Effects of Class I c Antiarrhythmic Agent, Propafenone on Myocardium Inotropism in Isolated Papillary Muscle of Guinea Pig
|Course||Cardiovascular within science|
|Keywords||propafenone myocardium inotropism papillary muscle guinea pig|
AIM: To investigate the effects of class Ⅰc antiarrhythmic agent , propafenone on myocardium inotropism and explore it’s possible mechanism in isolated papillary muscle of guinea pig.METHODS: Developed tension (DT), maximum rate of contraction (+dT/dtmax), maximum rate of relaxation (-dT/dtmax) were measured during isolated papillary muscle perfusion with propafenone.

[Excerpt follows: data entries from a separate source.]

//! Semantic Scholar research source implementation.

use async_trait::async_trait;
use serde::Deserialize;
use url::Url;

use super::{pause, Pacing, Source, SourceError};
use crate::models::{NormalizedRecord, ScholarPaper, SearchCursor, SourceKind};
use crate::utils::HttpClient;

/// Semantic Scholar Graph API base URL
pub const SEMANTIC_API_BASE: &str = "https://api.semanticscholar.org/graph/v1";

/// Fields requested for every search page
const SEARCH_FIELDS: &str = "paperId,title,abstract,year,venue,authors,citationCount,\
influentialCitationCount,referenceCount,openAccessPdf,fieldsOfStudy,publicationTypes";

/// Fields requested for the per-paper detail fetch
const DETAIL_FIELDS: &str = "paperId,title,abstract,year,venue,authors,citationCount,\
influentialCitationCount,referenceCount,openAccessPdf,fieldsOfStudy,publicationTypes,\
references,citations,embedding";

/// Semantic Scholar research source
///
/// Pages through `/paper/search` and enriches each hit with `/paper/{id}`.
#[derive(Debug, Clone)]
pub struct SemanticScholarSource {
    client: HttpClient,
    base_url: String,
    pacing: Pacing,
}

impl SemanticScholarSource {
    /// Create a new Semantic Scholar source
    ///
    /// The API key, if any, belongs on the client as an `x-api-key` header.
    pub fn new(client: HttpClient, pacing: Pacing) -> Self {
        Self::with_base_url(client, pacing, SEMANTIC_API_BASE)
    }

    /// Create against a different API host (for testing)
    pub fn with_base_url(client: HttpClient, pacing: Pacing, base_url: impl Into<String>) -> Self {
        Self {
            client,
            base_url: base_url.into().trim_end_matches('/').to_string(),
            pacing,
        }
    }

    /// Build search query parameters for one page
    fn search_params(topic: &str, cursor: SearchCursor) -> Vec<(&'static str, String)> {
        vec![
            ("query", topic.to_string()),
            ("fields", SEARCH_FIELDS.to_string()),
            ("publicationTypes", "Review,JournalArticle".to_string()),
            ("fieldsOfStudy", "Medicine".to_string()),
            ("minCitationCount", "1".to_string()),
            ("year", "2018-2023".to_string()),
            ("offset", cursor.offset.to_string()),
            ("limit", cursor.limit.to_string()),
        ]
    }

    /// Build the detail URL for a paper, escaping the id as a path segment
    fn detail_url(&self, paper_id: &str) -> Result<Url, SourceError> {
        let mut url = Url::parse(&self.base_url)
            .map_err(|e| SourceError::InvalidRequest(format!("Bad base URL: {}", e)))?;
        url.path_segments_mut()
            .map_err(|_| SourceError::InvalidRequest("Base URL cannot have a path".to_string()))?
            .push("paper")
            .push(paper_id);
        Ok(url)
    }

    async fn search_page(
        &self,
        topic: &str,
        cursor: SearchCursor,
    ) -> Result<S2SearchResponse, SourceError> {
        let url = format!("{}/paper/search", self.base_url);
        self.client
            .get_json(&url, &Self::search_params(topic, cursor), "paper search")
            .await
    }

    async fn fetch_details(&self, paper_id: &str) -> Result<S2Paper, SourceError> {
        let url = self.detail_url(paper_id)?;
        self.client
            .get_json(
                url.as_str(),
                &[("fields", DETAIL_FIELDS.to_string())],
                "paper details",
            )
            .await
    }

    /// Merge the detail record into a page hit; on failure keep the page fields
    async fn enrich(&self, paper: &mut S2Paper) {
        let Some(paper_id) = paper.paper_id.clone() else {
            return;
        };

        match self.fetch_details(&paper_id).await {
            Ok(detail) => paper.merge(detail),
            Err(e) => {
                tracing::warn!(
                    "Semantic Scholar details for {} failed, keeping search fields: {}",
                    paper_id,
                    e
                );
            }
        }

        // Full-text retrieval is not performed; the wait keeps the request
        // rate where the provider expects it.
        if paper.pdf_url().is_some() {
            pause(self.pacing.scholar_pdf_delay).await;
        }
    }
}

#[async_trait]
impl Source for SemanticScholarSource {
    fn kind(&self) -> SourceKind {
        SourceKind::ScholarPaper
    }

    async fn fetch_topic(&self, topic: &str) -> Result<Vec<NormalizedRecord>, SourceError> {
        let mut records = Vec::new();
        let mut offset = 0u32;
        let mut page_number = 0u32;

        loop {
            let Some(cursor) = SearchCursor::at(offset) else {
                tracing::info!(
                    "Semantic Scholar offset ceiling reached at {} for '{}'",
                    offset,
                    topic
                );
                break;
            };
            page_number += 1;

            let page = match self.search_page(topic, cursor).await {
                Ok(page) => page,
                Err(e) if e.status() == Some(400) => {
                    tracing::info!(
                        "Semantic Scholar limit reached on page {} for '{}': {}",
                        page_number,
                        topic,
                        e
                    );
                    break;
                }
                Err(e) => {
                    tracing::warn!(
                        "Semantic Scholar pagination for '{}' stopped on page {}: {}",
                        topic,
                        page_number,
                        e
                    );
                    break;
                }
            };

            if page.data.is_empty() {
                break;
            }

            tracing::debug!(
                "Semantic Scholar page {} for '{}': {} papers (offset {}, total {:?})",
                page_number,
                topic,
                page.data.len(),
                cursor.offset,
                page.total
            );

            for mut paper in page.data {
                self.enrich(&mut paper).await;
                match paper.into_record() {
                    Some(record) => records.push(NormalizedRecord::from(record)),
                    None => tracing::debug!("Dropping Semantic Scholar paper without an id"),
                }
            }

            match page.next {
                Some(next) if next > offset => {
                    offset = next;
                    pause(self.pacing.scholar_page_delay).await;
                }
                Some(next) => {
                    tracing::warn!(
                        "Semantic Scholar returned non-advancing offset {} after {}",
                        next,
                        offset
                    );
                    break;
                }
                None => break,
            }
        }

        tracing::info!(
            "Semantic Scholar returned {} papers for '{}'",
            records.len(),
            topic
        );
        Ok(records)
    }
}

// ===== Semantic Scholar API Types =====

#[derive(Debug, Deserialize)]
struct S2SearchResponse {
    total: Option<u64>,
    next: Option<u32>,
    #[serde(default)]
    data: Vec<S2Paper>,
}

#[derive(Debug, Default, Deserialize)]
#[serde(rename_all = "camelCase")]
struct S2Paper {
    paper_id: Option<String>,
    title: Option<String>,
    #[serde(rename = "abstract")]
    abstract_text: Option<String>,
    year: Option<i32>,
    venue: Option<String>,
    authors: Option<Vec<S2Author>>,
    citation_count: Option<u32>,
    influential_citation_count: Option<u32>,
    reference_count: Option<u32>,
    open_access_pdf: Option<S2OpenAccessPdf>,
    fields_of_study: Option<Vec<String>>,
    publication_types: Option<Vec<String>>,
    references: Option<Vec<S2PaperRef>>,
    citations: Option<Vec<S2PaperRef>>,
    embedding: Option<S2Embedding>,
}

#[derive(Debug, Deserialize)]
struct S2Author {
    name: Option<String>,
}

#[derive(Debug, Deserialize)]
struct S2OpenAccessPdf {
    url: Option<String>,
}

#[derive(Debug, Deserialize)]
#[serde(rename_all = "camelCase")]
struct S2PaperRef {
    paper_id: Option<String>,
}

#[derive(Debug, Deserialize)]
struct S2Embedding {
    #[serde(default)]
    vector: Vec<f32>,
}

impl S2Paper {
    fn pdf_url(&self) -> Option<&str> {
        self.open_access_pdf
            .as_ref()
            .and_then(|pdf| pdf.url.as_deref())
            .filter(|url| !url.is_empty())
    }

    /// Overwrite every field the detail response carries
    fn merge(&mut self, detail: S2Paper) {
        macro_rules! overwrite {
            ($($field:ident),*) => {
                $(if detail.$field.is_some() {
                    self.$field = detail.$field;
                })*
            };
        }

        overwrite!(
            paper_id,
            title,
            abstract_text,
            year,
            venue,
            authors,
            citation_count,
            influential_citation_count,
            reference_count,
            open_access_pdf,
            fields_of_study,
            publication_types,
            references,
            citations,
            embedding
        );
    }

    fn into_record(self) -> Option<ScholarPaper> {
        let pdf_url = self.pdf_url().map(str::to_string);
        let paper_id = self.paper_id.filter(|id| !id.is_empty())?;

        let ref_ids = |refs: Option<Vec<S2PaperRef>>| -> Vec<String> {
            refs.unwrap_or_default()
                .into_iter()
                .filter_map(|r| r.paper_id)
                .collect()
        };

        let mut paper = ScholarPaper::new(paper_id, self.title.unwrap_or_default());
        paper.abstract_text = self.abstract_text.unwrap_or_default();
        paper.authors = self
            .authors
            .unwrap_or_default()
            .into_iter()
            .filter_map(|a| a.name)
            .collect();
        paper.year = self.year;
        paper.venue = self.venue.unwrap_or_default();
        paper.citation_count = self.citation_count;
        paper.influential_citation_count = self.influential_citation_count;
        paper.reference_count = self.reference_count;
        paper.open_access_pdf = pdf_url;
        paper.fields_of_study = self.fields_of_study.unwrap_or_default();
        paper.publication_types = self.publication_types.unwrap_or_default();
        paper.reference_ids = ref_ids(self.references);
        paper.citation_ids = ref_ids(self.citations);
        paper.embedding = self.embedding.map(|e| e.vector);

        Some(paper)
    }
}
//! Deduplication of records across sources.

use std::collections::HashSet;

use crate::models::NormalizedRecord;

/// Keep the first record for every identity key, preserving order
///
/// Identity is provider-qualified, so a PubMed article and a Semantic Scholar
/// paper never collapse into one another even when their native ids coincide.
pub fn deduplicate_records(records: Vec<NormalizedRecord>) -> Vec<NormalizedRecord> {
    let mut seen: HashSet<String> = HashSet::with_capacity(records.len());

    records
        .into_iter()
        .filter(|record| seen.insert(record.identity()))
        .collect()
}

Observed the effects of propafenone after administration of L-type calcium channel blocker, nicardipine and selective Na+/Ca2+ exchange inhibitor, KB-R7943.RESULTS: (1) At concentration of 0.1, 1, 10, 30μmol L-1, propafenone could attenuate DT from control 0.176±0.050 g to 0.141±0.032、0.116±0.029、0.083±0.018、0.053±0.015 g, respectively (P<0.01). The IC50 was 10μmol L-1; +dT/dtmax was decreased from control 1.788±0.452 mg s-1 to 1.580±0.371、1.458±0.289、1.235±0.189、0.970±0.149 mg s-1, respectively (P<0.01); -dT/dtmax was suppressed from control 1.606±0.248 mg s-1 to 1.452±0.276、1.255±0.190、0.915±0.262、0.784±0.221 mg s-1 respectively (P<0.01). (2) After administration of L-type calcium channel blocker, nicardipine (2.0μmol L-1), propafenone (10μmol L-1) further decreased DT, +dT/dtmax, -dT/dtmax from 0.099±0.017 g、1.316±0.242 mg s-1、1.241±0.171 mg s-1 to 0.061±0.010 g、1.107±0.226 mg s-1、0.894±0.234 mg s-1, respectively (P<0.01). (3) After the administration of selective Na+/Ca2+ exchange inhibitor, KB-R7943 (1.0μmol L-1), propafenone (10μmol L-1) decreased DT, +dT/dtmax, -dT/dtmax from 0.177±0.021 g、1.484±0.278 mg s-1、1.631±0.234 mg s-1 to 0.087±0.009 g、1.164±0.006 mg s-1、1.045±0.230 mg s-1, respectively (P<0.01).CONCLUSION: In this study, we found that (1) Propafenone has significant negative inotropic effect in isolated papillary muscle in the normal guinea pig . (2) The inhibition of L-type calcium channel and Na+/Ca2+ exchange of propafenone may contribute to its negative inotropic effect.